Implementation Lessons

This is not a complex deployment, but it does require a few settings to be adjusted to make sure your bucket is public and that you will not make any cross site requests. Or if you do that you will enable Cross-origin resource sharing (CORS).

Making your bucket public

By default, all S3 buckets are private and have public access disabled. You must specifically uncheck the public access blocking options under permissions for the bucket before anyone will be able to view the files inside of it.

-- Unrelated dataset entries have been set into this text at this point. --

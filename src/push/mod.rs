//! Push delivery transport.
//!
//! The transport is an opaque capability behind a trait so the scheduler can
//! be tested without a network. Delivery failures are classified as permanent
//! (the endpoint is gone, prune the subscription) or transient (leave the
//! subscription for the next pass).

use std::time::Duration;

use async_trait::async_trait;

use crate::models::{PushPayload, Subscription};

/// Classified push delivery failure.
#[derive(Debug)]
pub enum DeliveryError {
    /// The endpoint no longer exists; the subscription should be pruned.
    Permanent(String),
    /// A retryable failure; not retried until the next scheduled pass.
    Transient(String),
}

impl std::fmt::Display for DeliveryError {
    fn fmt(&self, f: &mut std::fmt::Formatter<'_>) -> std::fmt::Result {
        match self {
            DeliveryError::Permanent(msg) => write!(f, "permanent delivery failure: {}", msg),
            DeliveryError::Transient(msg) => write!(f, "transient delivery failure: {}", msg),
        }
    }
}

impl std::error::Error for DeliveryError {}

/// Best-effort delivery of a payload to a subscribed endpoint.
#[async_trait]
pub trait PushTransport: Send + Sync {
    async fn send(
        &self,
        subscription: &Subscription,
        payload: &PushPayload,
    ) -> Result<(), DeliveryError>;
}

/// HTTP transport posting the JSON payload to the subscription endpoint.
pub struct HttpPushTransport {
    client: reqwest::Client,
}

impl HttpPushTransport {
    /// A hung delivery must not stall the scheduler, so every attempt gets a
    /// bounded timeout.
    pub fn new(timeout: Duration) -> Result<Self, reqwest::Error> {
        let client = reqwest::Client::builder().timeout(timeout).build()?;
        Ok(Self { client })
    }
}

#[async_trait]
impl PushTransport for HttpPushTransport {
    async fn send(
        &self,
        subscription: &Subscription,
        payload: &PushPayload,
    ) -> Result<(), DeliveryError> {
        let response = self
            .client
            .post(&subscription.endpoint)
            .json(payload)
            .send()
            .await
            .map_err(|e| {
                if e.is_timeout() || e.is_connect() {
                    DeliveryError::Transient(e.to_string())
                } else {
                    // Unsendable request, e.g. a malformed endpoint URL
                    DeliveryError::Permanent(e.to_string())
                }
            })?;

        classify_status(response.status().as_u16())
    }
}

/// 404/410 mean the endpoint expired (the push service's "gone" signal);
/// other client errors are also unrecoverable for this endpoint. Server
/// errors are worth another attempt next pass.
fn classify_status(status: u16) -> Result<(), DeliveryError> {
    match status {
        200..=299 => Ok(()),
        404 | 410 => Err(DeliveryError::Permanent(format!(
            "endpoint gone (status {})",
            status
        ))),
        400..=499 => Err(DeliveryError::Permanent(format!(
            "endpoint rejected payload (status {})",
            status
        ))),
        _ => Err(DeliveryError::Transient(format!(
            "delivery failed (status {})",
            status
        ))),
    }
}
//! Location API endpoints.

use axum::{
    extract::{Path, State},
    Json,
};

use crate::errors::AppError;
use crate::models::{
    LocationCheckResponse, LocationReport, ReportLocationRequest, ReportLocationResponse,
    RideStatus,
};
use crate::AppState;

/// POST /api/location - Append a location report.
pub async fn report_location(
    State(state): State<AppState>,
    Json(request): Json<ReportLocationRequest>,
) -> Result<Json<ReportLocationResponse>, AppError> {
    let id = state.repo.insert_location(&request).await?;
    tracing::debug!(
        corrida_number = %request.corrida_number,
        id,
        "Location report saved"
    );
    Ok(Json(ReportLocationResponse {
        message: "Location data saved".to_string(),
        id,
    }))
}

/// GET /api/location - All location reports, for audit/history.
pub async fn list_locations(
    State(state): State<AppState>,
) -> Result<Json<Vec<LocationReport>>, AppError> {
    let locations = state.repo.list_locations().await?;
    Ok(Json(locations))
}

/// POST /api/recent-locations - The map feed: most recent report per
/// corrida, restricted to rides currently Running. A failed status lookup
/// for one corrida drops that row, never the whole list.
pub async fn recent_locations(
    State(state): State<AppState>,
) -> Result<Json<Vec<LocationReport>>, AppError> {
    let latest = state.repo.most_recent_per_ride().await?;

    let mut running = Vec::with_capacity(latest.len());
    for location in latest {
        match state.repo.get_ride_by_corrida(&location.corrida_number).await {
            Ok(Some(ride)) if ride.status == RideStatus::Running => running.push(location),
            Ok(_) => {}
            Err(e) => {
                tracing::warn!(
                    corrida_number = %location.corrida_number,
                    "Skipping location row, ride lookup failed: {}", e
                );
            }
        }
    }

    Ok(Json(running))
}

/// GET /api/location/check/{corrida_number} - Liveness check within the
/// configured staleness window.
pub async fn check_location(
    State(state): State<AppState>,
    Path(corrida_number): Path<String>,
) -> Result<Json<LocationCheckResponse>, AppError> {
    let has_recent_location = state
        .repo
        .has_recent_location(&corrida_number, state.config.recent_window)
        .await?;
    Ok(Json(LocationCheckResponse {
        has_recent_location,
    }))
}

Set bucket policy to allow anonymous reads

Simply disabling the public blocking is not enough to allow reading the bucket contents. You also need to set the buckets policy to allow public anonymous GET requests. This can be set in the permissions tab of the buckets details in the portal.

Enable static hosting

You will need to explicitly turn on the option to host webpages in your S3 bucket. You will need to set a landing page and will be able to set an error page as well. Doing this will generate a URL that you can use to access your pages.

Set up domain forwarding

In google domains you can set a permanent forwarding with or without path forwarding. In this case I used a permanent forward and do not have it forwarding the path.


Retrospective

Setting up a static webpage with a custom domain is a common project in S3. Typically, people will use Route 53 the AWS domain service to create and manage the domain as well as setting up a Content Distribution Network (CDN) which on AWS is offered as CloudFront.

In my case I already had a domain registered with google and was able to simply set forwarding to the URL that AWS generates when you enable Static hosting. I don’t expect to have enough traffic to warrant setting up a CDN. The drawback of not adding CloudFront is that using it would allow me to configure a security certificate that would allow using HTTPS on my pages. This and the lessons from setting up a new domain in route 53 mean I may revisit this as a test project later.